Mizuno continued to describe an experimental treatment he did on 16 POWs who were suffering from beriberi in an unknown location.
He gave them hypodermic injections of 30ml of sterilized coconut milk. (Yes, you read that right – sterilized coconut milk.)
According to Mizuno, most patients felt a slight prickling pressure pain at the site of the first injection and one felt a slight headache.
Later, the condition of most patients improved with the second, third and fourth injections. They showed ‘satisfactory pulse, refreshing sensation and increased appetite.’
However, it is not known whether these experiments were continued or if the procedure was ever used as a treatment.
The death tolls caused by beriberi among Allied POWs remain unknown
Through survivors’ testimonies, we might know which perished Allied POWs had the disease but we will never if the disease was the leading cause of death.

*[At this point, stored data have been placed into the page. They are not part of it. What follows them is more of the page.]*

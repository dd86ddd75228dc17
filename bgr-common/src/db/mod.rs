//! Database initialization and schema

pub mod init;

pub use init::{create_schema, init_database, MANUAL_ID_SEQUENCE};
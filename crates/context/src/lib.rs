//! Per-request state shared between the gateway pipeline and its plugins.
//!
//! The context is created once per incoming HTTP request and passed by
//! reference through every plugin hook. All fields are typed; plugins never
//! exchange data through string-keyed maps.

mod accumulator;

pub use accumulator::{ChoiceAccumulator, StreamAccumulator, ToolCallAccumulator};

use std::sync::{Mutex, OnceLock};
use std::time::Instant;

/// Identity attached to a request by the auth manager.
#[derive(Debug, Clone, Default, PartialEq, Eq)]
pub struct Identity {
    /// Non-reversible identifier of the credential used upstream.
    pub key_id: Option<String>,
    /// End-user identifier, when the credential source knows one.
    pub user_id: Option<String>,
}

/// Telemetry state initialized by the observability plugin's `Before` hook.
#[derive(Debug)]
pub struct RequestTelemetry {
    /// Wall-clock start of the request, for latency measurement.
    pub started_at: Instant,
    /// Streaming-aware accumulator merging chunks into a final response.
    pub accumulator: Mutex<StreamAccumulator>,
    emitted: Mutex<bool>,
}

impl RequestTelemetry {
    fn new() -> Self {
        Self {
            started_at: Instant::now(),
            accumulator: Mutex::new(StreamAccumulator::default()),
            emitted: Mutex::new(false),
        }
    }

    /// Marks the analytics event as emitted. Returns `false` if it already was,
    /// so exactly one caller wins per request.
    pub fn try_mark_emitted(&self) -> bool {
        let mut emitted = self.emitted.lock().unwrap_or_else(|e| e.into_inner());
        if *emitted {
            return false;
        }
        *emitted = true;
        true
    }
}

/// Runtime context carried through one gateway request.
#[derive(Debug)]
pub struct RequestContext {
    /// Correlation id attached to logs and analytics events.
    pub trace_id: String,
    identity: OnceLock<Identity>,
    telemetry: OnceLock<RequestTelemetry>,
}

impl RequestContext {
    pub fn new() -> Self {
        Self {
            trace_id: uuid::Uuid::new_v4().to_string(),
            identity: OnceLock::new(),
            telemetry: OnceLock::new(),
        }
    }

    /// Records the identity resolved by the auth manager. First write wins.
    pub fn set_identity(&self, identity: Identity) {
        let _ = self.identity.set(identity);
    }

    pub fn identity(&self) -> Option<&Identity> {
        self.identity.get()
    }

    /// Initializes the telemetry state, returning the existing one if a
    /// previous hook already did.
    pub fn init_telemetry(&self) -> &RequestTelemetry {
        self.telemetry.get_or_init(RequestTelemetry::new)
    }

    pub fn telemetry(&self) -> Option<&RequestTelemetry> {
        self.telemetry.get()
    }
}

impl Default for RequestContext {
    fn default() -> Self {
        Self::new()
    }
}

Just like Dr Duncan had testified, these poor men had other diseases such as pellagra, malaria, dysentery on top of beriberi.
For the fortunate POWs who were freed after the war had ended, sickness including beriberi followed them into their liberation.
It was reported that some deaths due to wet beriberi did occur soon after their release but the number was small and did not continue.
One unusual case, however, did happened on a British POW who died of cardiac failure 31 years after his release.
As a POW, he suffered very severe beriberi. After autopsy, it was found that he had extensive myocardial fibrosis considered due to the effects of severe wet beriberi.
Unfortunately until today, it is difficult to know how many Allied POWs suffered or died due to beriberi during and after the war.